__INPUT MATERIAL__.

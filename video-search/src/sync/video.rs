//! Video synchronizer.
//!
//! Applies create, update, unregister and metrics events to the `videos` index.

use chrono::Utc;
use serde_json::{json, Value};
use tracing::{debug, info, instrument, warn};

use video_search_repository::DocumentStoreError;
use video_search_shared::{
    derive_tags, normalize_tags, CreateVideo, UnregisterVideo, UpdateVideo, UpdateVideoMetrics,
    VideoDocument, VideoMetrics, VideoStatus,
};

use crate::indexes::VideosIndex;
use crate::sync::{SyncConfig, SyncOutcome};

/// Keeps the `videos` index in sync with video events.
#[derive(Clone)]
pub struct VideoSynchronizer {
    videos: VideosIndex,
    config: SyncConfig,
}

fn tags_value<I: IntoIterator<Item = String>>(tags: I) -> Value {
    Value::Array(tags.into_iter().map(Value::String).collect())
}

impl VideoSynchronizer {
    pub fn new(videos: VideosIndex, config: SyncConfig) -> Self {
        Self { videos, config }
    }

    /// Index a new video with zeroed metrics.
    ///
    /// There is no existence check: a redelivered create overwrites the document with the same
    /// content.
    #[instrument(skip(self, payload), fields(video_id = %payload.id))]
    pub async fn create_video(&self, payload: CreateVideo) -> Result<SyncOutcome, DocumentStoreError> {
        let tags = derive_tags(&payload.title, &payload.description, payload.tags.as_deref());

        let document = VideoDocument {
            id: payload.id,
            creator_id: payload.creator_id,
            title: payload.title,
            description: payload.description,
            tags: tags.into_iter().collect(),
            thumbnail_url: payload.thumbnail_url,
            preview_thumbnail_url: payload.preview_thumbnail_url,
            length_seconds: payload.length_seconds,
            visibility: payload.visibility,
            status: payload.status,
            metrics: VideoMetrics::default(),
            created_at: payload.created_at,
        };

        self.videos.put(&document).await?;
        info!(tag_count = document.tags.len(), "Video indexed");
        Ok(SyncOutcome::Applied)
    }

    /// Apply the supplied fields of an update to an existing, registered video.
    #[instrument(skip(self, payload), fields(video_id = %payload.id))]
    pub async fn update_video(&self, payload: UpdateVideo) -> Result<SyncOutcome, DocumentStoreError> {
        let existing = match self.videos.get(&payload.id).await? {
            Some(existing) => existing,
            None => {
                warn!("Discarding update for unknown video");
                return Ok(SyncOutcome::DiscardedMissing);
            }
        };
        if existing.is_unregistered() {
            warn!("Discarding update for unregistered video");
            return Ok(SyncOutcome::DiscardedTerminal);
        }

        let mut partial = payload.supplied_fields();

        if self.config.recompute_tags_on_update {
            let title = payload.title.as_deref().unwrap_or(&existing.title);
            let description = payload.description.as_deref().unwrap_or(&existing.description);
            let explicit = payload.tags.as_deref().unwrap_or(existing.tags.as_slice());
            let tags = derive_tags(title, description, Some(explicit));
            partial.insert("tags".to_string(), tags_value(tags));
        } else if let Some(tags) = payload.tags.as_deref() {
            partial.insert("tags".to_string(), tags_value(normalize_tags(tags)));
        }

        if partial.is_empty() {
            debug!("Update carries no fields");
            return Ok(SyncOutcome::Applied);
        }

        let field_count = partial.len();
        self.videos
            .update(&payload.id, &Value::Object(partial))
            .await?;
        info!(field_count = field_count, "Video updated");
        Ok(SyncOutcome::Applied)
    }

    /// Move a registered video to the terminal `Unregistered` status.
    #[instrument(skip(self, payload), fields(video_id = %payload.video_id))]
    pub async fn unregister_video(
        &self,
        payload: UnregisterVideo,
    ) -> Result<SyncOutcome, DocumentStoreError> {
        let existing = match self.videos.get(&payload.video_id).await? {
            Some(existing) => existing,
            None => {
                warn!("Discarding unregister for unknown video");
                return Ok(SyncOutcome::DiscardedMissing);
            }
        };
        if existing.is_unregistered() {
            warn!("Video already unregistered");
            return Ok(SyncOutcome::DiscardedTerminal);
        }

        self.videos
            .update(
                &payload.video_id,
                &json!({ "status": VideoStatus::Unregistered.as_str() }),
            )
            .await?;
        info!("Video unregistered");
        Ok(SyncOutcome::Applied)
    }

    /// Store a new views count if the event is newer than the stored one.
    #[instrument(skip(self, payload), fields(video_id = %payload.video_id, views_count = payload.views_count))]
    pub async fn update_video_metrics(
        &self,
        payload: UpdateVideoMetrics,
    ) -> Result<SyncOutcome, DocumentStoreError> {
        let existing = match self.videos.get(&payload.video_id).await? {
            Some(existing) => existing,
            None => {
                warn!("Discarding metrics for unknown video");
                return Ok(SyncOutcome::DiscardedMissing);
            }
        };
        if existing.is_unregistered() {
            warn!("Discarding metrics for unregistered video");
            return Ok(SyncOutcome::DiscardedTerminal);
        }

        let updated_at = if self.config.metrics_staleness_guard {
            match payload.updated_at {
                Some(updated_at) if existing.metrics.accepts_update_at(updated_at) => updated_at,
                Some(updated_at) => {
                    warn!(
                        updated_at = %updated_at,
                        stored_updated_at = ?existing.metrics.views_count_updated_at,
                        "Discarding stale metrics update"
                    );
                    return Ok(SyncOutcome::DiscardedStale);
                }
                None => {
                    warn!("Discarding metrics update without timestamp");
                    return Ok(SyncOutcome::DiscardedStale);
                }
            }
        } else {
            payload.updated_at.unwrap_or_else(Utc::now)
        };

        let metrics = VideoMetrics {
            views_count: payload.views_count,
            views_count_updated_at: Some(updated_at),
        };
        let metrics = serde_json::to_value(&metrics)
            .map_err(|e| DocumentStoreError::serialization(e.to_string()))?;

        self.videos
            .update(&payload.video_id, &json!({ "metrics": metrics }))
            .await?;
        info!(updated_at = %updated_at, "Video metrics updated");
        Ok(SyncOutcome::Applied)
    }
}
//! Interface definitions for the document store.
//!
//! This module defines the abstract `DocumentStore` trait that allows for dependency
//! injection and swappable backend implementations.

mod document_store;

pub use document_store::DocumentStore;
//! Fixtures shared by the integration tests.

#![allow(dead_code)]

use chrono::{DateTime, TimeZone, Utc};
use std::sync::Arc;

use video_search::consumer::IndexEvent;
use video_search::federation::{QueryConfig, QueryEngine};
use video_search::indexes::{CreatorsIndex, VideosIndex};
use video_search::provisioner::IndexProvisioner;
use video_search_repository::InMemoryDocumentStore;
use video_search_shared::{CreateVideo, UpsertCreator, VideoStatus, VideoVisibility};

pub async fn provisioned_store() -> InMemoryDocumentStore {
    let store = InMemoryDocumentStore::new();
    IndexProvisioner::new(Arc::new(store.clone()))
        .provision()
        .await
        .unwrap();
    store
}

pub fn query_engine(store: &InMemoryDocumentStore) -> QueryEngine {
    QueryEngine::new(
        VideosIndex::new(Arc::new(store.clone())),
        CreatorsIndex::new(Arc::new(store.clone())),
        QueryConfig::default(),
    )
}

pub fn at(minute: u32) -> DateTime<Utc> {
    Utc.with_ymd_and_hms(2024, 6, 1, 12, minute, 0).unwrap()
}

/// A deterministic UUID for fixture `n`.
pub fn video_id(n: u32) -> String {
    format!("00000000-0000-4000-8000-{:012}", n)
}

pub fn create_video(n: u32, creator_id: &str, title: &str) -> CreateVideo {
    CreateVideo {
        id: video_id(n),
        creator_id: creator_id.to_string(),
        title: title.to_string(),
        description: String::new(),
        tags: None,
        thumbnail_url: format!("https://cdn.example.com/{}.png", n),
        preview_thumbnail_url: format!("https://cdn.example.com/{}.gif", n),
        length_seconds: 60,
        visibility: VideoVisibility::Public,
        status: VideoStatus::Registered,
        created_at: at(n % 60),
    }
}

pub fn create_video_event(n: u32, creator_id: &str, title: &str) -> IndexEvent {
    IndexEvent::CreateVideo(create_video(n, creator_id, title))
}

pub fn upsert_creator_event(id: &str, display_name: &str) -> IndexEvent {
    IndexEvent::UpsertCreator(UpsertCreator {
        id: id.to_string(),
        display_name: display_name.to_string(),
        nickname: display_name.to_lowercase(),
        thumbnail_url: None,
    })
}
//! Shared state of the HTTP server.

use crate::federation::QueryEngine;

#[derive(Clone)]
pub struct AppState {
    pub engine: QueryEngine,
}
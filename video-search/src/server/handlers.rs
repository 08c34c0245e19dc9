//! HTTP request handlers.

use axum::{
    extract::{
        rejection::{JsonRejection, PathRejection, QueryRejection},
        Path, Query, State,
    },
    http::StatusCode,
    response::IntoResponse,
    Json,
};
use serde::Deserialize;

use video_search_shared::{Pagination, TrendingTag, VideoPage};

use crate::errors::QueryError;
use crate::server::state::AppState;

/// Paging parameters shared by the list endpoints.
#[derive(Debug, Default, Deserialize)]
#[serde(rename_all = "camelCase")]
pub struct PageParams {
    pub page: Option<u64>,
    pub per_page: Option<u64>,
}

impl PageParams {
    fn pagination(&self) -> Result<Pagination, QueryError> {
        Pagination::new(self.page, self.per_page).map_err(QueryError::invalid_input)
    }
}

#[derive(Debug, Deserialize)]
#[serde(rename_all = "camelCase")]
pub struct SearchParams {
    pub q: Option<String>,
    pub page: Option<u64>,
    pub per_page: Option<u64>,
}

#[derive(Debug, Deserialize)]
#[serde(rename_all = "camelCase")]
pub struct SearchByTagsRequest {
    pub tags: Vec<String>,
    pub page: Option<u64>,
    pub per_page: Option<u64>,
}

#[derive(Debug, Deserialize)]
#[serde(rename_all = "camelCase")]
pub struct TrendingTagsParams {
    pub max_tags_count: Option<u64>,
}

/// Health check endpoint
pub async fn health_check() -> impl IntoResponse {
    (StatusCode::OK, "OK")
}

pub async fn search_latest(
    State(state): State<AppState>,
    params: Result<Query<PageParams>, QueryRejection>,
) -> Result<Json<VideoPage>, QueryError> {
    let Query(params) = params?;
    let page = state.engine.search_latest(params.pagination()?).await?;
    Ok(Json(page))
}

pub async fn search_by_query(
    State(state): State<AppState>,
    params: Result<Query<SearchParams>, QueryRejection>,
) -> Result<Json<VideoPage>, QueryError> {
    let Query(params) = params?;
    let q = params
        .q
        .ok_or_else(|| QueryError::invalid_input("q is required"))?;
    let pagination =
        Pagination::new(params.page, params.per_page).map_err(QueryError::invalid_input)?;
    let page = state.engine.search_by_query(&q, pagination).await?;
    Ok(Json(page))
}

pub async fn search_by_tags(
    State(state): State<AppState>,
    body: Result<Json<SearchByTagsRequest>, JsonRejection>,
) -> Result<Json<VideoPage>, QueryError> {
    let Json(body) = body?;
    let pagination =
        Pagination::new(body.page, body.per_page).map_err(QueryError::invalid_input)?;
    let page = state.engine.search_by_tags(&body.tags, pagination).await?;
    Ok(Json(page))
}

pub async fn search_related(
    State(state): State<AppState>,
    video_id: Result<Path<String>, PathRejection>,
    params: Result<Query<PageParams>, QueryRejection>,
) -> Result<Json<VideoPage>, QueryError> {
    let Path(video_id) = video_id?;
    let Query(params) = params?;
    let page = state
        .engine
        .search_related(&video_id, params.pagination()?)
        .await?;
    Ok(Json(page))
}

pub async fn trending_tags(
    State(state): State<AppState>,
    params: Result<Query<TrendingTagsParams>, QueryRejection>,
) -> Result<Json<Vec<TrendingTag>>, QueryError> {
    let Query(params) = params?;
    let max_tags_count = params
        .max_tags_count
        .ok_or_else(|| QueryError::invalid_input("maxTagsCount is required"))?;
    let tags = state.engine.trending_tags(max_tags_count).await?;
    Ok(Json(tags))
}
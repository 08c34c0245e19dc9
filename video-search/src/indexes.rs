//! Typed handles over the `videos` and `creators` indexes.
//!
//! Both handles wrap a shared `Arc<dyn DocumentStore>` and convert between JSON documents and
//! the shared document types.

use serde::de::DeserializeOwned;
use serde::Serialize;
use serde_json::Value;
use std::collections::BTreeSet;
use std::sync::Arc;

use video_search_repository::{DocumentQuery, DocumentStore, DocumentStoreError, Filter};
use video_search_shared::{CreatorDocument, FacetDistribution, VideoDocument};

/// Logical name of the videos index.
pub const VIDEOS_INDEX: &str = "videos";

/// Logical name of the creators index.
pub const CREATORS_INDEX: &str = "creators";

fn decode<T: DeserializeOwned>(index: &str, value: Value) -> Result<T, DocumentStoreError> {
    serde_json::from_value(value)
        .map_err(|e| DocumentStoreError::parse(format!("invalid document in '{}': {}", index, e)))
}

fn encode<T: Serialize>(document: &T) -> Result<Value, DocumentStoreError> {
    serde_json::to_value(document).map_err(|e| DocumentStoreError::serialization(e.to_string()))
}

/// A window of decoded video hits plus totals.
#[derive(Debug, Clone, Default)]
pub struct VideoHits {
    pub videos: Vec<VideoDocument>,
    pub total: u64,
    pub facet_distribution: FacetDistribution,
}

/// Handle over the `videos` index.
#[derive(Clone)]
pub struct VideosIndex {
    store: Arc<dyn DocumentStore>,
}

impl VideosIndex {
    pub fn new(store: Arc<dyn DocumentStore>) -> Self {
        Self { store }
    }

    pub async fn get(&self, id: &str) -> Result<Option<VideoDocument>, DocumentStoreError> {
        match self.store.get_document(VIDEOS_INDEX, id).await? {
            Some(value) => decode(VIDEOS_INDEX, value).map(Some),
            None => Ok(None),
        }
    }

    /// Write the full document, replacing any previous version.
    pub async fn put(&self, video: &VideoDocument) -> Result<(), DocumentStoreError> {
        let document = encode(video)?;
        self.store.put_document(VIDEOS_INDEX, &video.id, &document).await
    }

    /// Merge a partial document into an existing video.
    pub async fn update(&self, id: &str, partial: &Value) -> Result<(), DocumentStoreError> {
        self.store.update_document(VIDEOS_INDEX, id, partial).await
    }

    pub async fn search(&self, query: &DocumentQuery) -> Result<VideoHits, DocumentStoreError> {
        let result = self.store.query(VIDEOS_INDEX, query).await?;
        let videos = result
            .hits
            .into_iter()
            .map(|hit| decode(VIDEOS_INDEX, hit))
            .collect::<Result<Vec<VideoDocument>, _>>()?;

        Ok(VideoHits {
            videos,
            total: result.total,
            facet_distribution: result.facet_distribution,
        })
    }
}

/// Handle over the `creators` index.
#[derive(Clone)]
pub struct CreatorsIndex {
    store: Arc<dyn DocumentStore>,
}

impl CreatorsIndex {
    pub fn new(store: Arc<dyn DocumentStore>) -> Self {
        Self { store }
    }

    pub async fn get(&self, id: &str) -> Result<Option<CreatorDocument>, DocumentStoreError> {
        match self.store.get_document(CREATORS_INDEX, id).await? {
            Some(value) => decode(CREATORS_INDEX, value).map(Some),
            None => Ok(None),
        }
    }

    /// Insert a creator, failing with `DocumentExists` if one with the same id is present.
    pub async fn create(&self, creator: &CreatorDocument) -> Result<(), DocumentStoreError> {
        let document = encode(creator)?;
        self.store
            .create_document(CREATORS_INDEX, &creator.id, &document)
            .await
    }

    pub async fn update(&self, id: &str, partial: &Value) -> Result<(), DocumentStoreError> {
        self.store.update_document(CREATORS_INDEX, id, partial).await
    }

    /// Fetch every creator whose id is in `ids` with a single query.
    pub async fn find_by_ids(
        &self,
        ids: &BTreeSet<String>,
    ) -> Result<Vec<CreatorDocument>, DocumentStoreError> {
        if ids.is_empty() {
            return Ok(Vec::new());
        }

        let query = DocumentQuery::new()
            .filter(Filter::any_of("id", ids.iter().cloned()))
            .paginate(0, ids.len() as u64);

        let result = self.store.query(CREATORS_INDEX, &query).await?;
        result
            .hits
            .into_iter()
            .map(|hit| decode(CREATORS_INDEX, hit))
            .collect()
    }
}
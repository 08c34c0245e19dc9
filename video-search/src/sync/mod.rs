//! Synchronizers applying domain events to the search indexes.
//!
//! Every operation is one unit of work: a read of the current document followed by at most
//! one write. Staleness and lifecycle guards make redelivery and reordering safe.

mod creator;
mod outcome;
mod video;

pub use creator::CreatorSynchronizer;
pub use outcome::{SyncOutcome, SyncStats, SyncStatsSnapshot};
pub use video::VideoSynchronizer;

use crate::config::env_flag;

/// Behavior switches for the video synchronizer.
#[derive(Debug, Clone, Copy, PartialEq, Eq)]
pub struct SyncConfig {
    /// Reject metrics updates that are not newer than the stored state.
    pub metrics_staleness_guard: bool,
    /// Recompute tags from title, description and tags on every update.
    pub recompute_tags_on_update: bool,
}

impl Default for SyncConfig {
    fn default() -> Self {
        Self {
            metrics_staleness_guard: true,
            recompute_tags_on_update: true,
        }
    }
}

impl SyncConfig {
    /// Read the configuration from `METRICS_STALENESS_GUARD` and `RECOMPUTE_TAGS_ON_UPDATE`.
    pub fn from_env() -> Self {
        let defaults = Self::default();
        Self {
            metrics_staleness_guard: env_flag(
                "METRICS_STALENESS_GUARD",
                defaults.metrics_staleness_guard,
            ),
            recompute_tags_on_update: env_flag(
                "RECOMPUTE_TAGS_ON_UPDATE",
                defaults.recompute_tags_on_update,
            ),
        }
    }
}
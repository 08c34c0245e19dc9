//! OpenSearch query builders and response parsing.
//!
//! This module translates a `DocumentQuery` into an OpenSearch search body under the ranking
//! rules of its index, and parses search responses back into a `QueryResult`.

use serde_json::{json, Map, Value};
use std::collections::BTreeMap;
use tracing::debug;

use video_search_shared::FacetDistribution;

use crate::errors::DocumentStoreError;
use crate::opensearch::index_config::searchable_field_path;
use crate::types::{DocumentQuery, Filter, IndexSettings, QueryResult, SortKey, SortOrder};

/// Maximum number of distinct values returned per facet.
pub const MAX_FACET_VALUES: usize = 1000;

/// Build a search body for `query` against an index configured with `settings`.
pub fn build_search_body(settings: &IndexSettings, query: &DocumentQuery) -> Value {
    let text = query.relevance_text();

    let mut body = Map::new();
    body.insert("from".to_string(), json!(query.offset));
    body.insert("size".to_string(), json!(query.limit));
    body.insert("track_total_hits".to_string(), json!(true));
    body.insert("query".to_string(), build_bool_query(settings, text, &query.filters));

    let sort = build_sort(settings, text.is_some(), query);
    if !sort.is_empty() {
        body.insert("sort".to_string(), Value::Array(sort));
    }

    if !query.facets.is_empty() {
        let mut aggs = Map::new();
        for facet in &query.facets {
            aggs.insert(
                facet.clone(),
                json!({ "terms": { "field": facet, "size": MAX_FACET_VALUES } }),
            );
        }
        body.insert("aggs".to_string(), Value::Object(aggs));
    }

    Value::Object(body)
}

/// Build the `bool` query holding the relevance clause and the filters.
fn build_bool_query(settings: &IndexSettings, text: Option<&str>, filters: &[Filter]) -> Value {
    let mut filter_clauses = Vec::new();
    let mut must_not_clauses = Vec::new();

    for filter in filters {
        match filter {
            Filter::Equals { field, value } => {
                filter_clauses.push(json!({ "term": { field.as_str(): value } }));
            }
            Filter::NotEquals { field, value } => {
                must_not_clauses.push(json!({ "term": { field.as_str(): value } }));
            }
            Filter::In { field, values } => {
                filter_clauses.push(json!({ "terms": { field.as_str(): values } }));
            }
        }
    }

    let mut bool_query = Map::new();
    if let Some(text) = text {
        bool_query.insert(
            "must".to_string(),
            json!([build_text_query(settings, text)]),
        );
    }
    if !filter_clauses.is_empty() {
        bool_query.insert("filter".to_string(), Value::Array(filter_clauses));
    }
    if !must_not_clauses.is_empty() {
        bool_query.insert("must_not".to_string(), Value::Array(must_not_clauses));
    }

    if bool_query.is_empty() {
        return json!({ "match_all": {} });
    }
    json!({ "bool": bool_query })
}

/// Build the relevance clause over the searchable attributes.
///
/// Attributes earlier in the searchable list get a higher boost. Every term must match
/// somewhere, fuzziness tolerates typos and the last term matches as a prefix.
pub fn build_text_query(settings: &IndexSettings, text: &str) -> Value {
    let count = settings.searchable.len();
    let fields: Vec<String> = settings
        .searchable
        .iter()
        .enumerate()
        .map(|(position, attribute)| {
            format!(
                "{}^{}",
                searchable_field_path(settings, attribute),
                count - position
            )
        })
        .collect();

    json!({
        "bool": {
            "should": [
                {
                    "multi_match": {
                        "query": text,
                        "fields": fields,
                        "type": "best_fields",
                        "operator": "and",
                        "fuzziness": "AUTO"
                    }
                },
                {
                    // Exact phrase matches rank above scattered terms
                    "multi_match": {
                        "query": text,
                        "fields": fields,
                        "type": "phrase_prefix",
                        "boost": 2.0
                    }
                }
            ],
            "minimum_should_match": 1
        }
    })
}

/// Build the sort clauses. Fields without a mapping are skipped, since OpenSearch rejects a
/// sort on an unmapped field.
fn build_sort(settings: &IndexSettings, has_text: bool, query: &DocumentQuery) -> Vec<Value> {
    settings
        .sort_plan(has_text, &query.sort)
        .into_iter()
        .filter_map(|key| match key {
            SortKey::Relevance => Some(json!({ "_score": { "order": "desc" } })),
            SortKey::Field(clause) => {
                if settings.field_kind(&clause.field).is_none() {
                    debug!(
                        index = %settings.name,
                        field = %clause.field,
                        "Skipping sort on unmapped field"
                    );
                    return None;
                }
                let order = match clause.order {
                    SortOrder::Asc => "asc",
                    SortOrder::Desc => "desc",
                };
                Some(json!({ clause.field.as_str(): { "order": order, "missing": "_last" } }))
            }
        })
        .collect()
}

/// Parse a search response body.
pub fn parse_search_response(
    body: &Value,
    facets: &[String],
) -> Result<QueryResult, DocumentStoreError> {
    let hits_section = body
        .get("hits")
        .ok_or_else(|| DocumentStoreError::parse("search response has no hits section"))?;

    let total = hits_section
        .get("total")
        .and_then(|total| match total {
            Value::Number(n) => n.as_u64(),
            other => other.get("value").and_then(Value::as_u64),
        })
        .ok_or_else(|| DocumentStoreError::parse("search response has no hit total"))?;

    let hits = hits_section
        .get("hits")
        .and_then(Value::as_array)
        .map(|hits| {
            hits.iter()
                .filter_map(|hit| hit.get("_source").cloned())
                .collect()
        })
        .unwrap_or_default();

    let mut facet_distribution = FacetDistribution::new();
    for facet in facets {
        let mut counts = BTreeMap::new();
        let buckets = body
            .get("aggregations")
            .and_then(|aggs| aggs.get(facet))
            .and_then(|agg| agg.get("buckets"))
            .and_then(Value::as_array);
        for bucket in buckets.into_iter().flatten() {
            let key = match bucket.get("key") {
                Some(Value::String(s)) => s.clone(),
                Some(other) => other.to_string(),
                None => continue,
            };
            let count = bucket.get("doc_count").and_then(Value::as_u64).unwrap_or(0);
            counts.insert(key, count);
        }
        facet_distribution.insert(facet.clone(), counts);
    }

    Ok(QueryResult {
        hits,
        total,
        facet_distribution,
    })
}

__PROBLEM TO SOLVE__. Identify each line in the entries with the word "SortKey" and copy it.

__RESULT FOR THIS EXERCISE__.
use crate::types::{DocumentQuery, Filter, IndexSettings, QueryResult, SortKey, SortOrder};
            SortKey::Relevance => Some(json!({ "_score": { "order": "desc" } })),
            SortKey::Field(clause) => {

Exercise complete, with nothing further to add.